_WHAT TO WORK ON_.
What is needed here is every entry, retyped exactly.

_Collected data_.
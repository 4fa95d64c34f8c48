//! Multipart intake: the `config` text field plus uploaded files.

use std::collections::HashMap;
use std::path::{Path, PathBuf};

use axum::extract::Multipart;
use tokio::io::AsyncWriteExt;

use shortsmith_render_engine::job::{random_id, TempFiles};

use super::response::{ApiError, ApiResult};

/// Field carrying the scene config JSON.
pub const CONFIG_FIELD: &str = "config";

/// Fields and files received for one request.
///
/// Every written file is owned by `temp` and removed when the form (or the
/// job it is handed to) is done with it.
#[derive(Debug, Default)]
pub struct UploadForm {
    pub config: Option<String>,
    files: HashMap<String, Vec<PathBuf>>,
    pub temp: TempFiles,
}

impl UploadForm {
    /// The config JSON, required for every export.
    pub fn config(&self) -> ApiResult<&str> {
        match self.config.as_deref() {
            Some(text) if !text.trim().is_empty() => Ok(text),
            _ => Err(ApiError::bad_request("Missing config field")),
        }
    }

    /// Files uploaded under `field`, in upload order.
    pub fn files(&self, field: &str) -> &[PathBuf] {
        self.files.get(field).map(Vec::as_slice).unwrap_or(&[])
    }

    /// The single file uploaded under `field`, if any.
    pub fn file(&self, field: &str) -> Option<PathBuf> {
        self.files(field).first().cloned()
    }

    /// The single file uploaded under `field`, or a 400.
    pub fn require_file(&self, field: &str) -> ApiResult<PathBuf> {
        self.file(field)
            .ok_or_else(|| ApiError::bad_request(format!("Missing {field} file")))
    }
}

/// Read every multipart field, streaming files into `upload_dir`.
pub async fn receive(mut multipart: Multipart, upload_dir: &Path) -> ApiResult<UploadForm> {
    let mut form = UploadForm::default();
    tokio::fs::create_dir_all(upload_dir)
        .await
        .map_err(|e| ApiError::internal("Upload directory unavailable", e.to_string()))?;

    while let Some(mut field) = multipart
        .next_field()
        .await
        .map_err(|e| ApiError::bad_request(format!("Malformed upload: {e}")))?
    {
        let name = field.name().unwrap_or_default().to_string();
        if name == CONFIG_FIELD && field.file_name().is_none() {
            let text = field
                .text()
                .await
                .map_err(|e| ApiError::bad_request(format!("Unreadable config field: {e}")))?;
            form.config = Some(text);
            continue;
        }

        let extension = upload_extension(field.file_name());
        let path = upload_dir.join(format!("{}.{extension}", random_id()));
        form.temp.register(&path);

        let mut file = tokio::fs::File::create(&path)
            .await
            .map_err(|e| ApiError::internal("Failed to store upload", e.to_string()))?;
        let mut written: u64 = 0;
        while let Some(chunk) = field
            .chunk()
            .await
            .map_err(|e| ApiError::bad_request(format!("Upload interrupted: {e}")))?
        {
            file.write_all(&chunk)
                .await
                .map_err(|e| ApiError::internal("Failed to store upload", e.to_string()))?;
            written += chunk.len() as u64;
        }
        file.flush()
            .await
            .map_err(|e| ApiError::internal("Failed to store upload", e.to_string()))?;

        tracing::debug!(field = %name, path = %path.display(), bytes = written, "Stored upload");
        form.files.entry(name).or_default().push(path);
    }

    Ok(form)
}

/// Extension kept from the client file name, `bin` when absent or unusual.
fn upload_extension(file_name: Option<&str>) -> String {
    file_name
        .and_then(|name| Path::new(name).extension())
        .and_then(|ext| ext.to_str())
        .filter(|ext| !ext.is_empty() && ext.len() <= 5 && ext.chars().all(|c| c.is_ascii_alphanumeric()))
        .map(|ext| ext.to_ascii_lowercase())
        .unwrap_or_else(|| "bin".to_string())
}

#[cfg(test)]
pub(crate) mod tests {
    use super::*;
    use axum::body::Body;
    use axum::extract::{FromRequest, Request};
    use axum::http::header::CONTENT_TYPE;

    const BOUNDARY: &str = "shortsmith-test-boundary";

    /// A multipart part: field name, optional file name, contents.
    pub type Part<'a> = (&'a str, Option<&'a str>, &'a [u8]);

    pub async fn multipart(parts: &[Part<'_>]) -> Multipart {
        let mut body = Vec::new();
        for (name, file_name, data) in parts {
            body.extend_from_slice(format!("--{BOUNDARY}\r\n").as_bytes());
            match file_name {
                Some(file_name) => body.extend_from_slice(
                    format!(
                        "Content-Disposition: form-data; name=\"{name}\"; filename=\"{file_name}\"\r\nContent-Type: application/octet-stream\r\n\r\n"
                    )
                    .as_bytes(),
                ),
                None => body.extend_from_slice(
                    format!("Content-Disposition: form-data; name=\"{name}\"\r\n\r\n").as_bytes(),
                ),
            }
            body.extend_from_slice(data);
            body.extend_from_slice(b"\r\n");
        }
        body.extend_from_slice(format!("--{BOUNDARY}--\r\n").as_bytes());

        let request = Request::builder()
            .method("POST")
            .header(CONTENT_TYPE, format!("multipart/form-data; boundary={BOUNDARY}"))
            .body(Body::from(body))
            .unwrap();
        Multipart::from_request(request, &()).await.unwrap()
    }

    #[test]
    fn test_upload_extension() {
        assert_eq!(upload_extension(Some("Clip One.MP4")), "mp4");
        assert_eq!(upload_extension(Some("song.mp3")), "mp3");
        assert_eq!(upload_extension(Some("noext")), "bin");
        assert_eq!(upload_extension(Some("weird.ext$")), "bin");
        assert_eq!(upload_extension(None), "bin");
    }

    #[tokio::test]
    async fn test_receive_groups_files_by_field() {
        let dir = tempfile::tempdir().unwrap();
        let parts: &[Part<'_>] = &[
            ("config", None, br#"{"quality":"low"}"#.as_slice()),
            ("clips", Some("a.mp4"), b"first".as_slice()),
            ("clips", Some("b.mov"), b"second".as_slice()),
            ("music", Some("song.mp3"), b"music".as_slice()),
        ];
        let form = receive(multipart(parts).await, dir.path()).await.unwrap();

        assert_eq!(form.config().unwrap(), r#"{"quality":"low"}"#);
        let clips = form.files("clips");
        assert_eq!(clips.len(), 2);
        assert_eq!(std::fs::read(&clips[0]).unwrap(), b"first");
        assert_eq!(std::fs::read(&clips[1]).unwrap(), b"second");
        assert!(clips[1].to_string_lossy().ends_with(".mov"));
        assert!(form.file("music").is_some());
        assert!(form.file("main").is_none());
        assert_eq!(form.temp.paths().len(), 3);

        let written = clips.to_vec();
        drop(form);
        assert!(written.iter().all(|p| !p.exists()));
    }

    #[tokio::test]
    async fn test_missing_config_is_bad_request() {
        let dir = tempfile::tempdir().unwrap();
        let form = receive(multipart(&[("clips", Some("a.mp4"), b"x".as_slice())]).await, dir.path())
            .await
            .unwrap();
        assert_eq!(form.config().unwrap_err(), ApiError::bad_request("Missing config field"));
        assert_eq!(
            form.require_file("main").unwrap_err(),
            ApiError::bad_request("Missing main file")
        );
    }
}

_ANSWER FOR THIS EXERCISE_.
repository 4fa95d64c34f8c48
//! Multipart intake: the `config` text field plus uploaded files.

use std::collections::HashMap;
use std::path::{Path, PathBuf};

use axum::extract::Multipart;
use tokio::io::AsyncWriteExt;

use shortsmith_render_engine::job::{random_id, TempFiles};

use super::response::{ApiError, ApiResult};

/// Field carrying the scene config JSON.
pub const CONFIG_FIELD: &str = "config";

/// Fields and files received for one request.
///
/// Every written file is owned by `temp` and removed when the form (or the
/// job it is handed to) is done with it.
#[derive(Debug, Default)]
pub struct UploadForm {
    pub config: Option<String>,
    files: HashMap<String, Vec<PathBuf>>,
    pub temp: TempFiles,
}

impl UploadForm {
    /// The config JSON, required for every export.
    pub fn config(&self) -> ApiResult<&str> {
        match self.config.as_deref() {
            Some(text) if !text.trim().is_empty() => Ok(text),
            _ => Err(ApiError::bad_request("Missing config field")),
        }
    }

    /// Files uploaded under `field`, in upload order.
    pub fn files(&self, field: &str) -> &[PathBuf] {
        self.files.get(field).map(Vec::as_slice).unwrap_or(&[])
    }

    /// The single file uploaded under `field`, if any.
    pub fn file(&self, field: &str) -> Option<PathBuf> {
        self.files(field).first().cloned()
    }

    /// The single file uploaded under `field`, or a 400.
    pub fn require_file(&self, field: &str) -> ApiResult<PathBuf> {
        self.file(field)
            .ok_or_else(|| ApiError::bad_request(format!("Missing {field} file")))
    }
}

/// Read every multipart field, streaming files into `upload_dir`.
pub async fn receive(mut multipart: Multipart, upload_dir: &Path) -> ApiResult<UploadForm> {
    let mut form = UploadForm::default();
    tokio::fs::create_dir_all(upload_dir)
        .await
        .map_err(|e| ApiError::internal("Upload directory unavailable", e.to_string()))?;

    while let Some(mut field) = multipart
        .next_field()
        .await
        .map_err(|e| ApiError::bad_request(format!("Malformed upload: {e}")))?
    {
        let name = field.name().unwrap_or_default().to_string();
        if name == CONFIG_FIELD && field.file_name().is_none() {
            let text = field
                .text()
                .await
                .map_err(|e| ApiError::bad_request(format!("Unreadable config field: {e}")))?;
            form.config = Some(text);
            continue;
        }

        let extension = upload_extension(field.file_name());
        let path = upload_dir.join(format!("{}.{extension}", random_id()));
        form.temp.register(&path);

        let mut file = tokio::fs::File::create(&path)
            .await
            .map_err(|e| ApiError::internal("Failed to store upload", e.to_string()))?;
        let mut written: u64 = 0;
        while let Some(chunk) = field
            .chunk()
            .await
            .map_err(|e| ApiError::bad_request(format!("Upload interrupted: {e}")))?
        {
            file.write_all(&chunk)
                .await
                .map_err(|e| ApiError::internal("Failed to store upload", e.to_string()))?;
            written += chunk.len() as u64;
        }
        file.flush()
            .await
            .map_err(|e| ApiError::internal("Failed to store upload", e.to_string()))?;

        tracing::debug!(field = %name, path = %path.display(), bytes = written, "Stored upload");
        form.files.entry(name).or_default().push(path);
    }

    Ok(form)
}

/// Extension kept from the client file name, `bin` when absent or unusual.
fn upload_extension(file_name: Option<&str>) -> String {
    file_name
        .and_then(|name| Path::new(name).extension())
        .and_then(|ext| ext.to_str())
        .filter(|ext| !ext.is_empty() && ext.len() <= 5 && ext.chars().all(|c| c.is_ascii_alphanumeric()))
        .map(|ext| ext.to_ascii_lowercase())
        .unwrap_or_else(|| "bin".to_string())
}

#[cfg(test)]
pub(crate) mod tests {
    use super::*;
    use axum::body::Body;
    use axum::extract::{FromRequest, Request};
    use axum::http::header::CONTENT_TYPE;

    const BOUNDARY: &str = "shortsmith-test-boundary";

    /// A multipart part: field name, optional file name, contents.
    pub type Part<'a> = (&'a str, Option<&'a str>, &'a [u8]);

    pub async fn multipart(parts: &[Part<'_>]) -> Multipart {
        let mut body = Vec::new();
        for (name, file_name, data) in parts {
            body.extend_from_slice(format!("--{BOUNDARY}\r\n").as_bytes());
            match file_name {
                Some(file_name) => body.extend_from_slice(
                    format!(
                        "Content-Disposition: form-data; name=\"{name}\"; filename=\"{file_name}\"\r\nContent-Type: application/octet-stream\r\n\r\n"
                    )
                    .as_bytes(),
                ),
                None => body.extend_from_slice(
                    format!("Content-Disposition: form-data; name=\"{name}\"\r\n\r\n").as_bytes(),
                ),
            }
            body.extend_from_slice(data);
            body.extend_from_slice(b"\r\n");
        }
        body.extend_from_slice(format!("--{BOUNDARY}--\r\n").as_bytes());

        let request = Request::builder()
            .method("POST")
            .header(CONTENT_TYPE, format!("multipart/form-data; boundary={BOUNDARY}"))
            .body(Body::from(body))
            .unwrap();
        Multipart::from_request(request, &()).await.unwrap()
    }

    #[test]
    fn test_upload_extension() {
        assert_eq!(upload_extension(Some("Clip One.MP4")), "mp4");
        assert_eq!(upload_extension(Some("song.mp3")), "mp3");
        assert_eq!(upload_extension(Some("noext")), "bin");
        assert_eq!(upload_extension(Some("weird.ext$")), "bin");
        assert_eq!(upload_extension(None), "bin");
    }

    #[tokio::test]
    async fn test_receive_groups_files_by_field() {
        let dir = tempfile::tempdir().unwrap();
        let parts: &[Part<'_>] = &[
            ("config", None, br#"{"quality":"low"}"#.as_slice()),
            ("clips", Some("a.mp4"), b"first".as_slice()),
            ("clips", Some("b.mov"), b"second".as_slice()),
            ("music", Some("song.mp3"), b"music".as_slice()),
        ];
        let form = receive(multipart(parts).await, dir.path()).await.unwrap();

        assert_eq!(form.config().unwrap(), r#"{"quality":"low"}"#);
        let clips = form.files("clips");
        assert_eq!(clips.len(), 2);
        assert_eq!(std::fs::read(&clips[0]).unwrap(), b"first");
        assert_eq!(std::fs::read(&clips[1]).unwrap(), b"second");
        assert!(clips[1].to_string_lossy().ends_with(".mov"));
        assert!(form.file("music").is_some());
        assert!(form.file("main").is_none());
        assert_eq!(form.temp.paths().len(), 3);

        let written = clips.to_vec();
        drop(form);
        assert!(written.iter().all(|p| !p.exists()));
    }

    #[tokio::test]
    async fn test_missing_config_is_bad_request() {
        let dir = tempfile::tempdir().unwrap();
        let form = receive(multipart(&[("clips", Some("a.mp4"), b"x".as_slice())]).await, dir.path())
            .await
            .unwrap();
        assert_eq!(form.config().unwrap_err(), ApiError::bad_request("Missing config field"));
        assert_eq!(
            form.require_file("main").unwrap_err(),
            ApiError::bad_request("Missing main file")
        );
    }
}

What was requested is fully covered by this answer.